8.8.09

Sweet Disposition

I have this song I've been listening to recently that feels nostalgic even though it's a recent discovery. I've created memories to play through my mind as I listen to it, memories of things that haven't actually happened. It's weird because the memories are just as real as the music. The music starts playing and I remember the wind blowing through my hair as I sit in the passenger seat with the window rolled down during a road trip I've never taken. I recall running around downtown Houston and just staring up at skyscrapers and feeling like my life had all the potential in the world, feeling like anything at all was possible, though that's never occurred.
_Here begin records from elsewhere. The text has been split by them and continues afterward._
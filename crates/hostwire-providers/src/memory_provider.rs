use async_trait::async_trait;
use hostwire_core::{
    BootstrapInstance, InstanceStatus, ProviderError, ProviderInstance, ProviderResult,
};
use hostwire_execution::ExternalProvider;
use std::sync::{Arc, RwLock, RwLockReadGuard, RwLockWriteGuard};
use tokio_util::sync::CancellationToken;
use tracing::{debug, info};
use uuid::Uuid;

#[derive(Debug, Clone)]
struct StoredInstance {
    pool_id: String,
    instance: ProviderInstance,
}

impl StoredInstance {
    fn matches(&self, instance_id: &str) -> bool {
        self.instance.provider_id == instance_id || self.instance.name == instance_id
    }
}

/// Thread-safe provider keeping instances in memory, in creation order.
///
/// Useful as a stand-in backend for controllers under test; nothing survives
/// the process.
#[derive(Clone, Default)]
pub struct InMemoryProvider {
    instances: Arc<RwLock<Vec<StoredInstance>>>,
}

impl InMemoryProvider {
    pub fn new() -> Self {
        Self::default()
    }

    pub fn len(&self) -> ProviderResult<usize> {
        Ok(self.read()?.len())
    }

    pub fn is_empty(&self) -> ProviderResult<bool> {
        Ok(self.read()?.is_empty())
    }

    fn read(&self) -> ProviderResult<RwLockReadGuard<'_, Vec<StoredInstance>>> {
        self.instances
            .read()
            .map_err(|_| ProviderError::backend("Instance storage lock poisoned"))
    }

    fn write(&self) -> ProviderResult<RwLockWriteGuard<'_, Vec<StoredInstance>>> {
        self.instances
            .write()
            .map_err(|_| ProviderError::backend("Instance storage lock poisoned"))
    }

    fn ensure_active(cancel: &CancellationToken) -> ProviderResult<()> {
        if cancel.is_cancelled() {
            return Err(ProviderError::Cancelled);
        }
        Ok(())
    }

    fn set_status(&self, instance_id: &str, status: InstanceStatus) -> ProviderResult<()> {
        let mut instances = self.write()?;
        let stored = instances
            .iter_mut()
            .find(|stored| stored.matches(instance_id))
            .ok_or_else(|| ProviderError::not_found(instance_id))?;
        stored.instance.status = status;
        Ok(())
    }
}

#[async_trait]
impl ExternalProvider for InMemoryProvider {
    async fn create_instance(
        &self,
        cancel: &CancellationToken,
        bootstrap: BootstrapInstance,
    ) -> ProviderResult<ProviderInstance> {
        Self::ensure_active(cancel)?;

        let mut instances = self.write()?;
        if instances
            .iter()
            .any(|stored| stored.instance.name == bootstrap.name)
        {
            return Err(ProviderError::duplicate(bootstrap.name));
        }

        let instance = ProviderInstance {
            provider_id: Uuid::new_v4().to_string(),
            name: bootstrap.name,
            os_type: bootstrap.os_type,
            os_arch: bootstrap.os_arch,
            status: InstanceStatus::Running,
            ..ProviderInstance::default()
        };
        instances.push(StoredInstance {
            pool_id: bootstrap.pool_id,
            instance: instance.clone(),
        });

        info!(provider_id = %instance.provider_id, name = %instance.name, "Instance created");
        Ok(instance)
    }

    async fn get_instance(
        &self,
        cancel: &CancellationToken,
        instance_id: &str,
    ) -> ProviderResult<ProviderInstance> {
        Self::ensure_active(cancel)?;

        self.read()?
            .iter()
            .find(|stored| stored.matches(instance_id))
            .map(|stored| stored.instance.clone())
            .ok_or_else(|| ProviderError::not_found(instance_id))
    }

    async fn list_instances(
        &self,
        cancel: &CancellationToken,
        pool_id: &str,
    ) -> ProviderResult<Vec<ProviderInstance>> {
        Self::ensure_active(cancel)?;

        Ok(self
            .read()?
            .iter()
            .filter(|stored| stored.pool_id == pool_id)
            .map(|stored| stored.instance.clone())
            .collect())
    }

    async fn delete_instance(
        &self,
        cancel: &CancellationToken,
        instance_id: &str,
    ) -> ProviderResult<()> {
        Self::ensure_active(cancel)?;

        let mut instances = self.write()?;
        let before = instances.len();
        instances.retain(|stored| !stored.matches(instance_id));
        if instances.len() == before {
            debug!(%instance_id, "Instance already gone");
        }
        Ok(())
    }

    async fn remove_all_instances(&self, cancel: &CancellationToken) -> ProviderResult<()> {
        Self::ensure_active(cancel)?;

        let mut instances = self.write()?;
        info!(count = instances.len(), "Removing all instances");
        instances.clear();
        Ok(())
    }

    async fn start(&self, cancel: &CancellationToken, instance_id: &str) -> ProviderResult<()> {
        Self::ensure_active(cancel)?;
        self.set_status(instance_id, InstanceStatus::Running)
    }

    async fn stop(
        &self,
        cancel: &CancellationToken,
        instance_id: &str,
        _force: bool,
    ) -> ProviderResult<()> {
        Self::ensure_active(cancel)?;
        self.set_status(instance_id, InstanceStatus::Stopped)
    }
}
The song isn't particularly remarkable. I don't know what it is about it that made me play it on repeat while I fell asleep the night I downloaded it from iTunes or what kept me playing it on repeat the whole next day and why I have it playing on repeat right now. It's made me happy enough to jump out of bed and start dancing. It's made me hopeful enough to think everything is going to be just fine. But it's losing its magic. I told Brenden about the song and how much I love it and then I played it for him and felt embarrassed by just how unremarkable it is and how meaningless it was for him. How can such a song that has no real memories attached to it mean so much to me? I'm really trying to figure it out.

As I continue to listen to it while feeling the way I've been feeling lately has made the song become more sad than happy. I'm associating it with sadness, loneliness, confusion. I'm listening to it when I'm by myself trying not to cry, creating memories that hardly resemble road trips and feelings of opportunity.

But I refuse to stop listening to it. This song that has made its way into my music library a whole three days ago has helped me in a strange way. Even though it's new to me, it makes me think of high school and the feelings I had then when I had college to look forward to, when there was potential and hope for my life to get better. Are these really supposed to be the best years of my life? Am I going to discover later, just as I did with my time in high school which I hated, that I should've been more appreciative, that I should've paid more attention to the small things that are quickly fading and to the big things that I'm disregarding?